SIETE CASOS DE LA CRÓNICA LATINOAMERICANA, DESDE LA INDAGACIÓN ESTÉTICA HASTA LA BARRICADA POLÍTICA
INTRODUCCIÓN
En un estupendo ensayo, Laura Antillano (2005) provee a los lectores una consideración entrañable de Alfredo Armas Alfonzo como cronista que vincula lo periodístico y lo literario. Partiendo de una reflexión de Elías Canetti en torno al compromiso del escritor como custodio de las metamorfosis de la humanidad en la literatura, reivindica el género de la crónica en tanto vivaz organismo híbrido que a través de la curiosidad estimula la preservación de la memoria y el habla del ciudadano anónimo.
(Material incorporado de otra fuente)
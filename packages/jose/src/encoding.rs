//! Base64url helpers for the compact serialization
//!
//! Output never carries padding. Token segments must arrive unpadded, so a
//! compact token has exactly one encoding; the free-standing decoder also
//! accepts padded input.

use crate::error::{JoseError, JoseResult};
use base64::{
    Engine as _,
    alphabet,
    engine::{DecodePaddingMode, GeneralPurpose, GeneralPurposeConfig},
};

const URL_SAFE_LENIENT: GeneralPurpose = GeneralPurpose::new(
    &alphabet::URL_SAFE,
    GeneralPurposeConfig::new()
        .with_encode_padding(false)
        .with_decode_padding_mode(DecodePaddingMode::Indifferent),
);

const URL_SAFE_STRICT: GeneralPurpose = GeneralPurpose::new(
    &alphabet::URL_SAFE,
    GeneralPurposeConfig::new()
        .with_encode_padding(false)
        .with_decode_padding_mode(DecodePaddingMode::RequireNone),
);

/// Base64url encoding without padding (RFC 7515)
#[inline]
pub fn b64_encode(input: impl AsRef<[u8]>) -> String {
    URL_SAFE_LENIENT.encode(input)
}

/// Base64url decoding, padding optional
#[inline]
pub fn b64_decode(input: impl AsRef<[u8]>) -> JoseResult<Vec<u8>> {
    Ok(URL_SAFE_LENIENT.decode(input)?)
}

/// Decode one named segment of a compact token
pub(crate) fn decode_segment(input: &str, segment: &str) -> JoseResult<Vec<u8>> {
    URL_SAFE_STRICT
        .decode(input)
        .map_err(|e| JoseError::format(format!("invalid base64 in {segment}: {e}")))
}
En el caso de Armas Alfonzo, las crónicas de “Tu Caracas, Machu” (1987) empalman con los cuentos maravillosos de “El Osario de Dios” (1969), ello en virtud de la oralidad popular, la memoria colectiva, la vocación lírica y los fantasmas del pasado republicano. De modo que la crónica se despoja de la etiqueta “género menor” para configurar un discurso escritural mestizo, diverso, válido y auténtico. Cronistas modernistas como José Martí y José María Vargas Vila; vanguardistas como César Vallejo y José Carlos Mariátegui; polemistas rebeldes como Manuel González Prada y José Revueltas; contemporáneos como Severo Sarduy, Elena Poniatowska y Laura Antillano, amén de una gran poeta [rescatada en la década del setenta] como Enriqueta Arvelo Larriva, integran el concierto polifónico y significativo de este género que se inició en América Latina con los Cronistas de Indias [oficiales y oficiosos], cobró auge en la consolidación de nuestra vida republicana con los satíricos y costumbristas románticos del siglo XIX, hasta recalar en la confrontación de las propuestas conservadoras y renovadoras a lo largo del siglo XX. Estas interesantes coordenadas históricas y literarias, han involucrado el sesgo propagandístico imperial de los Cronistas de Indias, aliñado con el mesianismo febril y el paladinismo caballeresco enclavados en el Medioevo; la fusión entre la Historia Heroica y la novelística incipiente que trajo consigo el artículo de costumbres según Mariano Picón Salas; asimismo el escenario variopinto y paradójico de la crónica periodística del siglo XX que moduló el Delta contingente por el que transitan aún sus exponentes conservadores, oficiales, comunales y renovadores en la onda del Nuevo Periodismo, la crítica estética o la intertextualidad. Parafraseando a Rafael María Baralt en su sátira “Lo que es un Periódico”, si usted no hace buena crónica, no es culpa nuestra ni de tan enriquecedor contexto nutricio.
José Martí
1.-DOS CRONISTAS MODERNISTAS:
JOSÉ MARTÍ Y JOSÉ MARÍA VARGAS VILA.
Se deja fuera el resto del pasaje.